Stomach Pain After Eating Almonds

Almonds are a rich source of protein, vitamin E, fiber and many other nutrients. Many people enjoy them as a healthy, guilt-free snack. However, some find themselves regretting their choice a short time later when mild to severe abdominal pain sets in. Almonds, especially raw almonds, can create stomach pain for several reasons. Although the reaction is usually harmless, it can occasionally be symptomatic of a dangerous food allergy.

A clay pot on its side spilling out almonds. (Image: Davizro/iStock/Getty Images)

Allergic Reaction

MedlinePlus reports that tree nuts such as almonds are the cause of one of the most common food allergies. A mild food allergy can include gastrointestinal symptoms such as abdominal pain, diarrhea, vomiting, lightheadedness and nasal congestion. More serious symptoms include constriction of airways, rapid pulse or loss of consciousness. The National Institute of Allergy and Infectious Diseases reports that food allergies can be made worse by exercising within two hours after eating.

Raw Almonds

The skin of raw almonds contains enzyme inhibitors which make them difficult to digest, and this can be another source of stomach pain. However, raw almonds have more nutrition than roasted almonds, so many people prefer eating them in their natural state. Soaking the almonds first removes the enzymes. Put 4 cups of almonds and 2 teaspoons of salt in enough water to cover, and let them soak for several hours. Drain and allow them to dry for a day.

Food Poisoning

In 2004, millions of packages of raw almonds were recalled in response to salmonella contamination, prompting the Food and Drug Administration to require that all almonds be pasteurized before sale. These almonds are still labeled as raw. However, it is still possible to buy unpasteurized almonds from farmers' markets and vendors outside the United States, and there is a small chance these nuts could have salmonella or other bacteria.

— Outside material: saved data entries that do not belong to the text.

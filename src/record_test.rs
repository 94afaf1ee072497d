use super::*;

fn entries(items: &[&str]) -> Vec<String> {
    items.iter().map(|s| (*s).to_owned()).collect()
}

// =============================================================================
// split_entries
// =============================================================================

#[test]
fn split_drops_blank_lines() {
    assert_eq!(split_entries("a\nb\n\nc"), entries(&["a", "b", "c"]));
}

#[test]
fn split_accepts_escaped_newlines() {
    assert_eq!(split_entries(r"a\nb\n\nc"), entries(&["a", "b", "c"]));
}

#[test]
fn split_accepts_crlf() {
    assert_eq!(split_entries("first\r\nsecond\r\n"), entries(&["first", "second"]));
}

#[test]
fn split_trims_each_entry() {
    assert_eq!(split_entries("  US 10,000,001  \n\t \n Widget "), entries(&["US 10,000,001", "Widget"]));
}

#[test]
fn split_empty_and_whitespace_only() {
    assert!(split_entries("").is_empty());
    assert!(split_entries(" \n \n\t").is_empty());
}

#[test]
fn split_keeps_other_text_opaque() {
    let line = r#"Smith, J. "On Widgets", Proc. ACM, 2021"#;
    assert_eq!(split_entries(line), entries(&[line]));
}

// =============================================================================
// from_document
// =============================================================================

#[test]
fn from_document_splits_every_kind() {
    let doc = Document::new("ada@uni.edu")
        .with_text("patents", "P1\nP2")
        .with_text("publications", "Pub1")
        .with_text("conferences", "")
        .with_text("events", "E1\n\nE2\nE3");
    let record = ContributionRecord::from_document(&doc);
    assert_eq!(record.email, "ada@uni.edu");
    assert_eq!(record.patents, entries(&["P1", "P2"]));
    assert_eq!(record.publications, entries(&["Pub1"]));
    assert!(record.conferences.is_empty());
    assert_eq!(record.events, entries(&["E1", "E2", "E3"]));
}

#[test]
fn from_document_missing_and_null_fields_are_empty() {
    let mut doc = Document::new("bob@uni.edu");
    doc.fields.insert("patents".into(), FieldValue::Null);
    doc.fields.insert("events".into(), FieldValue::Unsupported);
    let record = ContributionRecord::from_document(&doc);
    assert!(record.patents.is_empty());
    assert!(record.publications.is_empty());
    assert!(record.events.is_empty());
}

#[test]
fn from_document_flattens_list_fields() {
    let mut doc = Document::new("cy@uni.edu");
    doc.fields.insert(
        "publications".into(),
        FieldValue::List(entries(&["A", "  ", "B\nC"])),
    );
    let record = ContributionRecord::from_document(&doc);
    assert_eq!(record.publications, entries(&["A", "B", "C"]));
}

#[test]
fn from_document_ignores_unknown_fields() {
    let doc = Document::new("d@uni.edu").with_text("awards", "Best paper");
    assert_eq!(
        ContributionRecord::from_document(&doc),
        ContributionRecord { email: "d@uni.edu".into(), ..ContributionRecord::default() }
    );
}

#[test]
fn from_document_keeps_stored_text() {
    let stored = "  He said \"hi\" \n\nsecond\\nthird";
    let mut doc = Document::new("a@uni.edu").with_text("patents", stored);
    doc.fields
        .insert("events".into(), FieldValue::List(vec!["x".into(), "y".into()]));
    let record = ContributionRecord::from_document(&doc);

    assert_eq!(record.stored_text(ContributionKind::Patents), stored);
    assert_eq!(record.stored_text(ContributionKind::Events), "x\ny");
    assert_eq!(record.stored_text(ContributionKind::Publications), "");
    assert_eq!(record.patents, entries(&["He said \"hi\"", "second", "third"]));
}

#[test]
fn entries_maps_kind_to_field() {
    let record = ContributionRecord {
        email: "e@uni.edu".into(),
        patents: entries(&["p"]),
        publications: entries(&["u"]),
        conferences: entries(&["c"]),
        events: entries(&["e"]),
        ..ContributionRecord::default()
    };
    assert_eq!(record.entries(ContributionKind::Patents), ["p"]);
    assert_eq!(record.entries(ContributionKind::Publications), ["u"]);
    assert_eq!(record.entries(ContributionKind::Conferences), ["c"]);
    assert_eq!(record.entries(ContributionKind::Events), ["e"]);
}

// =============================================================================
// Preview
// =============================================================================

#[test]
fn preview_shows_all_when_three_or_fewer() {
    for n in 0..=PREVIEW_COUNT {
        let items: Vec<String> = (0..n).map(|i| format!("item {i}")).collect();
        let preview = Preview::of(&items);
        assert_eq!(preview.shown.len(), n);
        assert_eq!(preview.remaining, 0);
        assert!(!preview.has_more());
    }
}

#[test]
fn preview_counts_remainder_past_three() {
    let items: Vec<String> = (0..7).map(|i| format!("item {i}")).collect();
    let preview = Preview::of(&items);
    assert_eq!(preview.shown, &items[..3]);
    assert_eq!(preview.remaining, 4);
    assert!(preview.has_more());
}

// =============================================================================
// Tab / ContributionKind
// =============================================================================

#[test]
fn tab_parse_known_slugs() {
    assert_eq!(Tab::parse(Some("patents")), Tab::Kind(ContributionKind::Patents));
    assert_eq!(Tab::parse(Some("events")), Tab::Kind(ContributionKind::Events));
    assert_eq!(Tab::parse(Some("overview")), Tab::Overview);
}

#[test]
fn tab_parse_unknown_or_missing_is_overview() {
    assert_eq!(Tab::parse(None), Tab::Overview);
    assert_eq!(Tab::parse(Some("awards")), Tab::Overview);
    assert_eq!(Tab::parse(Some("Patents")), Tab::Overview);
}

#[test]
fn tab_slug_round_trips_through_parse() {
    for tab in Tab::ALL {
        assert_eq!(Tab::parse(Some(tab.slug())), tab);
    }
}

#[test]
fn kind_order_matches_export_columns() {
    let fields: Vec<&str> = ContributionKind::ALL.iter().map(|k| k.field()).collect();
    assert_eq!(fields, ["patents", "publications", "conferences", "events"]);
}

Mention stomach pain and almonds, and you just might have someone helpfully informing you it's cyanide poisoning. It is true that the bitter variety of almonds produces cyanide, also known as prussic acid, when digested. However, that is the very reason they are not sold as food. The sweet almonds you buy in the store produce no cyanide.


In most cases, abdominal pain from eating almonds is a harmless and temporary condition. If you consistently have pain after eating almonds, even roasted almonds, it may be a good idea to consult your doctor to rule out the possibility of allergies. If you experience other symptoms -- such as difficulty breathing, shock or severe dizziness -- contact a doctor right away because these are symptoms of a life-threatening allergic reaction called anaphylaxis.